There is a force that exists, and it’s called genius.

Genius. It’s what moves artists, inspires thinkers, drives inventors, feeds the ones that shift the world. There are people who are good at what they do — skilled, adept, well-studied, even talented — and then there is genius.

Genius is the speaker who can enthrall the minds and hearts and ears of thousands. Genius is the artist who creates sculptures and novels and tall buildings out of his hands. Genius is the man who invents something the world had never conceived of before.

Genius is a person made of magnetism, of gravity — someone that has an essence that draws others towards it, like the moon pulls the tides. It’s something inexplicable, innate, undeniable.

Some people have it. Can you go out in search of it, find it, adopt it for your own? Draw it into your blood so you breathe it out onto the stone, on the sheet, into the air in the words you speak and the ideas you create? Or is it something innate — you’re either born with it, or you won’t ever have it?

Genius — being in touch with the universe, in tune with it. You’re resonating to its vibrations.

You go somewhere deep. You get lost in it, sometimes. It moves you until you can’t breathe right, until you’re panting with the need to express it, express it. You hit a vein in the great flows of the universe and whatever force it is that moves the tides and the currents of culture and history and the wind in a storm and the patterns of the growth of the universe, it wells up inside of you, and you desperately, desperately, desperately need to get it out. You need to create.

The universe is expanding and the sun rises every day and humans are moved by passion — have been moved since before they invented time — and there’s this force we call genius, and some people have it, and sometimes we don’t know it when we see it. We say, it’s either crazy or it’s genius.

Some people don’t know they have it, but they do. You can see it pulsing in the way they move.

You can’t explain it with science. To explain it with science is to render it dead, to kill the gift that it is. It is the place that science comes from — it’s beyond science. It belongs in the same category of things as the idea of God and miracles, except that it offers tangible proof of its own existence. It likes to be known.
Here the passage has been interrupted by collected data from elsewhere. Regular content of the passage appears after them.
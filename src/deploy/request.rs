// ABOUTME: The immutable input of one pipeline run.
// ABOUTME: Built from config for a single service and target host.

use std::path::PathBuf;
use std::time::Duration;

use crate::config::RegistryConfig;
use crate::types::{ImageRef, RemoteHost, ServiceName};

/// Everything one deployment needs, resolved before the pipeline starts.
#[derive(Debug, Clone, PartialEq, Eq)]
pub struct DeploymentRequest {
    /// Config key of the service, used to attribute output.
    pub key: String,
    pub service_name: ServiceName,
    /// The image the build command produces.
    pub image: ImageRef,
    pub build_command: String,
    pub remote_host: RemoteHost,
    pub working_dir: Option<PathBuf>,
    /// Deployed images are tagged `<tag_prefix>/<name>:latest` on the swarm.
    pub tag_prefix: String,
    pub registry: RegistryConfig,
    pub allocation_timeout: Duration,
}

impl DeploymentRequest {
    /// The single-node image reference the service ends up running.
    pub fn swarm_tag(&self) -> String {
        self.image.with_prefix_latest(&self.tag_prefix)
    }
}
You have genius and you become a pinnacle from which a work that transcends the world it comes from is born.

We all crave genius. We gravitate towards it. We idolize it, and sometimes we tear it down — in an act of ugly, blind jealousy, the kind that consumes you, because we want it and we can’t have it, we smother the thing that does, beat it to a pulp until it’s bloody and smashed, just meat — the same thing we’re all made of. In our petty, blind, helpless rage, we think we’ve won; don’t realize that this is something we don’t have to win, the crushing of genius.

Genius — an expression of whatever you believe in. The universe, or inspiration, or God. It’s an expression of something deep.

We live in a world created by humans, and it shifts when humans move it. It’s the geniuses that inspire these shifts.

Genius — we’re hungry for it. Our thirst for it makes us raw, and we bleed.